--- Task details ---
In the listing below, find the line containing "pub fn begin_frame(&mut" and the line containing "let action = match". Repeat exactly those two lines and every line between them.

--- Provided information ---
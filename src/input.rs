use crossterm::event::{
    self, Event, KeyCode, KeyEvent, KeyEventKind, KeyModifiers, MouseButton, MouseEvent,
    MouseEventKind,
};
use std::time::Duration;

use crate::config::GameMode;
use crate::entities::PlayerControls;
use crate::game::FrameInput;

/// One-shot actions triggered by a key press
#[derive(Debug, Clone, Copy, PartialEq, Eq)]
pub enum InputAction {
    TogglePause,
    SelectSinglePlayer,
    SelectTwoPlayers,
    Quit,
}

/// Mouse position in terminal cells and whether the left button is down
#[derive(Debug, Clone, Copy, Default, PartialEq, Eq)]
pub struct Pointer {
    pub column: u16,
    pub row: u16,
    pub pressed: bool,
}

/// Manages input polling and translates raw terminal events into game input
pub struct InputManager {
    /// WASD + Space
    left_hand: PlayerControls,
    /// Arrows + Enter
    right_hand: PlayerControls,
    oneshot_actions: Vec<InputAction>,
    pointer: Pointer,
    /// Without release events held keys are dropped after every frame
    release_events: bool,
}

impl InputManager {
    pub fn new(release_events: bool) -> Self {
        Self {
            left_hand: PlayerControls::default(),
            right_hand: PlayerControls::default(),
            oneshot_actions: Vec::new(),
            pointer: Pointer::default(),
            release_events,
        }
    }

    /// Polls every pending event without blocking. Call once per frame.
    pub fn poll_events(&mut self) -> color_eyre::Result<()> {
        self.begin_frame();
        while event::poll(Duration::from_millis(0))? {
            self.handle_event(event::read()?);
        }

        Ok(())
    }

    /// Drops last frame's one-shot actions, and held keys when the terminal
    /// never reports their release
    pub fn begin_frame(&mut self) {
        if !self.release_events {
            self.left_hand = PlayerControls::default();
            self.right_hand = PlayerControls::default();
        }
        self.oneshot_actions.clear();
    }

    pub fn handle_event(&mut self, event: Event) {
        match event {
            Event::Key(key_event) => self.handle_key_event(key_event),
            Event::Mouse(mouse_event) => self.handle_mouse_event(mouse_event),
            _ => {}
        }
    }

    fn handle_key_event(&mut self, key_event: KeyEvent) {
        match key_event.kind {
            KeyEventKind::Press => self.handle_key_press(key_event),
            KeyEventKind::Repeat => self.set_held(key_event.code, true),
            KeyEventKind::Release => self.set_held(key_event.code, false),
        }
    }

    fn handle_key_press(&mut self, key_event: KeyEvent) {
        let action = match key_event.code {
            KeyCode::Char('c') | KeyCode::Char('C')
                if key_event.modifiers.contains(KeyModifiers::CONTROL) =>
            {
                Some(InputAction::Quit)
            }
            KeyCode::Char('q') | KeyCode::Char('Q') => Some(InputAction::Quit),
            KeyCode::Esc | KeyCode::Char('p') | KeyCode::Char('P') => {
                Some(InputAction::TogglePause)
            }
            KeyCode::Char('1') => Some(InputAction::SelectSinglePlayer),
            KeyCode::Char('2') => Some(InputAction::SelectTwoPlayers),
            _ => None,
        };

        match action {
            Some(action) => self.oneshot_actions.push(action),
            None => self.set_held(key_event.code, true),
        }
    }

    fn set_held(&mut self, code: KeyCode, held: bool) {
        match code {
            KeyCode::Char('w') | KeyCode::Char('W') => self.left_hand.up = held,
            KeyCode::Char('s') | KeyCode::Char('S') => self.left_hand.down = held,
            KeyCode::Char('a') | KeyCode::Char('A') => self.left_hand.left = held,
            KeyCode::Char('d') | KeyCode::Char('D') => self.left_hand.right = held,
            KeyCode::Char(' ') => self.left_hand.fire = held,
            KeyCode::Up => self.right_hand.up = held,
            KeyCode::Down => self.right_hand.down = held,
            KeyCode::Left => self.right_hand.left = held,
            KeyCode::Right => self.right_hand.right = held,
            KeyCode::Enter => self.right_hand.fire = held,
            _ => {}
        }
    }

    fn handle_mouse_event(&mut self, mouse_event: MouseEvent) {
        self.pointer.column = mouse_event.column;
        self.pointer.row = mouse_event.row;
        match mouse_event.kind {
            MouseEventKind::Down(MouseButton::Left) | MouseEventKind::Drag(MouseButton::Left) => {
                self.pointer.pressed = true;
            }
            MouseEventKind::Up(MouseButton::Left) => {
                self.pointer.pressed = false;
            }
            _ => {}
        }
    }

    /// One-shot actions from the last poll
    pub fn actions(&self) -> &[InputAction] {
        &self.oneshot_actions
    }

    pub fn pointer(&self) -> Pointer {
        self.pointer
    }

    /// Held controls for this frame. Single-player accepts either hand.
    pub fn frame_input(&self, mode: GameMode) -> FrameInput {
        let players = match mode {
            GameMode::Single => [merge(self.left_hand, self.right_hand), PlayerControls::default()],
            GameMode::Two => [self.left_hand, self.right_hand],
        };

        FrameInput {
            players,
            pause_toggled: self.oneshot_actions.contains(&InputAction::TogglePause),
            pause_command: None,
        }
    }
}

fn merge(a: PlayerControls, b: PlayerControls) -> PlayerControls {
    PlayerControls {
        up: a.up || b.up,
        down: a.down || b.down,
        left: a.left || b.left,
        right: a.right || b.right,
        fire: a.fire || b.fire,
    }
}

#[cfg(test)]
mod tests {
    use super::*;
    use crossterm::event::KeyEventState;

    fn key(code: KeyCode, kind: KeyEventKind) -> Event {
        Event::Key(KeyEvent {
            code,
            modifiers: KeyModifiers::NONE,
            kind,
            state: KeyEventState::NONE,
        })
    }

    fn mouse(kind: MouseEventKind, column: u16, row: u16) -> Event {
        Event::Mouse(MouseEvent {
            kind,
            column,
            row,
            modifiers: KeyModifiers::NONE,
        })
    }

    #[test]
    fn test_two_player_hands_are_separate() {
        let mut input = InputManager::new(true);
        input.handle_event(key(KeyCode::Char('a'), KeyEventKind::Press));
        input.handle_event(key(KeyCode::Enter, KeyEventKind::Press));

        let frame = input.frame_input(GameMode::Two);
        assert!(frame.players[0].left);
        assert!(!frame.players[0].fire);
        assert!(frame.players[1].fire);
        assert!(!frame.players[1].left);
    }

    #[test]
    fn test_single_player_accepts_both_hands() {
        let mut input = InputManager::new(true);
        input.handle_event(key(KeyCode::Right, KeyEventKind::Press));
        input.handle_event(key(KeyCode::Char(' '), KeyEventKind::Press));

        let frame = input.frame_input(GameMode::Single);
        assert!(frame.players[0].right);
        assert!(frame.players[0].fire);
        assert_eq!(frame.players[1], PlayerControls::default());
    }

    #[test]
    fn test_release_clears_held_key() {
        let mut input = InputManager::new(true);
        input.handle_event(key(KeyCode::Char('w'), KeyEventKind::Press));
        input.handle_event(key(KeyCode::Char('w'), KeyEventKind::Release));
        assert!(!input.frame_input(GameMode::Single).players[0].up);
    }

    #[test]
    fn test_pause_and_quit_are_one_shot() {
        let mut input = InputManager::new(true);
        input.handle_event(key(KeyCode::Esc, KeyEventKind::Press));
        input.handle_event(key(KeyCode::Char('q'), KeyEventKind::Press));

        assert_eq!(
            input.actions(),
            &[InputAction::TogglePause, InputAction::Quit]
        );
        assert!(input.frame_input(GameMode::Single).pause_toggled);
    }

    #[test]
    fn test_ctrl_c_quits() {
        let mut input = InputManager::new(true);
        input.handle_event(Event::Key(KeyEvent::new(
            KeyCode::Char('c'),
            KeyModifiers::CONTROL,
        )));
        assert_eq!(input.actions(), &[InputAction::Quit]);
    }

    #[test]
    fn test_begin_frame_clears_actions() {
        let mut input = InputManager::new(true);
        input.handle_event(key(KeyCode::Char('p'), KeyEventKind::Press));
        input.handle_event(key(KeyCode::Char('d'), KeyEventKind::Press));

        input.begin_frame();

        assert!(input.actions().is_empty());
        assert!(input.frame_input(GameMode::Single).players[0].right);
    }

    #[test]
    fn test_held_keys_expire_without_release_events() {
        let mut input = InputManager::new(false);
        input.handle_event(key(KeyCode::Char('d'), KeyEventKind::Press));
        input.begin_frame();
        assert!(!input.frame_input(GameMode::Single).players[0].right);
    }

    #[test]
    fn test_pointer_tracks_left_button() {
        let mut input = InputManager::new(true);
        input.handle_event(mouse(MouseEventKind::Down(MouseButton::Left), 12, 7));
        assert_eq!(
            input.pointer(),
            Pointer {
                column: 12,
                row: 7,
                pressed: true
            }
        );

        input.handle_event(mouse(MouseEventKind::Up(MouseButton::Left), 12, 7));
        assert!(!input.pointer().pressed);
    }
}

--- Answer for the task ---
    pub fn begin_frame(&mut self) {
        if !self.release_events {
            self.left_hand = PlayerControls::default();
            self.right_hand = PlayerControls::default();
        }
        self.oneshot_actions.clear();
    }

    pub fn handle_event(&mut self, event: Event) {
        match event {
            Event::Key(key_event) => self.handle_key_event(key_event),
            Event::Mouse(mouse_event) => self.handle_mouse_event(mouse_event),
            _ => {}
        }
    }

    fn handle_key_event(&mut self, key_event: KeyEvent) {
        match key_event.kind {
            KeyEventKind::Press => self.handle_key_press(key_event),
            KeyEventKind::Repeat => self.set_held(key_event.code, true),
            KeyEventKind::Release => self.set_held(key_event.code, false),
        }
    }

    fn handle_key_press(&mut self, key_event: KeyEvent) {
        let action = match key_event.code {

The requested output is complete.